//! # Term Model
//!
//! [`Term`] is a literal value as it appears in templates, vars files and
//! descriptors. Only literal syntax is modelled: there are no variables,
//! operators, or function calls.
//!
//! `Display` renders the compact single-line form (`{vsn,"1.0"}`), which
//! [`crate::parse_term`] reads back to an equal term. Multi-line layout is
//! the business of [`crate::printer`].

use std::fmt;

use crate::atom::Atom;

/// A literal term.
#[derive(Debug, Clone, PartialEq)]
pub enum Term {
    /// An atom such as `kernel` or `'Quoted Atom'`.
    Atom(Atom),
    /// An integer. Character literals (`$a`) parse to their code point.
    Integer(i64),
    /// A float such as `1.5` or `2.0e-3`.
    Float(f64),
    /// A double-quoted string, which the runtime treats as a character list.
    String(String),
    /// A binary written as `<<"text">>`.
    Binary(String),
    /// A proper list.
    List(Vec<Term>),
    /// A tuple.
    Tuple(Vec<Term>),
    /// A map, keeping the source order of its associations.
    Map(Vec<(Term, Term)>),
}

impl Term {
    /// Shorthand for an atom term.
    pub fn atom(text: impl Into<String>) -> Self {
        Term::Atom(Atom::new(text))
    }

    /// Shorthand for a string term.
    pub fn string(text: impl Into<String>) -> Self {
        Term::String(text.into())
    }

    /// Shorthand for a list of atoms.
    pub fn atom_list<I, S>(items: I) -> Self
    where
        I: IntoIterator<Item = S>,
        S: Into<String>,
    {
        Term::List(items.into_iter().map(Term::atom).collect())
    }

    /// The atom, if this term is one.
    pub fn as_atom(&self) -> Option<&Atom> {
        match self {
            Term::Atom(a) => Some(a),
            _ => None,
        }
    }

    /// The text of a string term.
    pub fn as_string(&self) -> Option<&str> {
        match self {
            Term::String(s) => Some(s),
            _ => None,
        }
    }

    /// The elements of a list term.
    pub fn as_list(&self) -> Option<&[Term]> {
        match self {
            Term::List(items) => Some(items),
            _ => None,
        }
    }

    /// The elements of a tuple term.
    pub fn as_tuple(&self) -> Option<&[Term]> {
        match self {
            Term::Tuple(items) => Some(items),
            _ => None,
        }
    }

    /// Whether this term is the atom `name`.
    pub fn is_atom(&self, name: &str) -> bool {
        matches!(self, Term::Atom(a) if a.as_str() == name)
    }

    /// Whether the term contains no nested containers.
    pub fn is_scalar(&self) -> bool {
        !matches!(self, Term::List(_) | Term::Tuple(_) | Term::Map(_))
    }
}

impl From<Atom> for Term {
    fn from(atom: Atom) -> Self {
        Term::Atom(atom)
    }
}

impl fmt::Display for Term {
    fn fmt(&self, f: &mut fmt::Formatter<'_>) -> fmt::Result {
        match self {
            Term::Atom(a) => write!(f, "{a}"),
            Term::Integer(i) => write!(f, "{i}"),
            Term::Float(x) => f.write_str(&format_float(*x)),
            Term::String(s) => write_quoted(f, s),
            Term::Binary(s) => {
                f.write_str("<<")?;
                if !s.is_empty() {
                    write_quoted(f, s)?;
                }
                f.write_str(">>")
            }
            Term::List(items) => {
                f.write_str("[")?;
                write_seq(f, items)?;
                f.write_str("]")
            }
            Term::Tuple(items) => {
                f.write_str("{")?;
                write_seq(f, items)?;
                f.write_str("}")
            }
            Term::Map(pairs) => {
                f.write_str("#{")?;
                for (i, (k, v)) in pairs.iter().enumerate() {
                    if i > 0 {
                        f.write_str(",")?;
                    }
                    write!(f, "{k} => {v}")?;
                }
                f.write_str("}")
            }
        }
    }
}

fn write_seq(f: &mut fmt::Formatter<'_>, items: &[Term]) -> fmt::Result {
    for (i, item) in items.iter().enumerate() {
        if i > 0 {
            f.write_str(",")?;
        }
        write!(f, "{item}")?;
    }
    Ok(())
}

fn write_quoted(f: &mut fmt::Formatter<'_>, s: &str) -> fmt::Result {
    f.write_str("\"")?;
    for c in s.chars() {
        match c {
            '"' => f.write_str("\\\"")?,
            '\\' => f.write_str("\\\\")?,
            '\n' => f.write_str("\\n")?,
            '\t' => f.write_str("\\t")?,
            '\r' => f.write_str("\\r")?,
            c if c.is_control() => write!(f, "\\x{{{:X}}}", c as u32)?,
            c => write!(f, "{c}")?,
        }
    }
    f.write_str("\"")
}

/// Floats always carry a fractional part so they read back as floats.
fn format_float(x: f64) -> String {
    let s = format!("{x:?}");
    match s.find('e') {
        Some(pos) if !s[..pos].contains('.') => format!("{}.0{}", &s[..pos], &s[pos..]),
        _ => s,
    }
}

__________________________________________________

• Task instructions:
Would you copy each line of the records that contains "elements"?

• Response below:
    /// The elements of a list term.
    /// The elements of a tuple term.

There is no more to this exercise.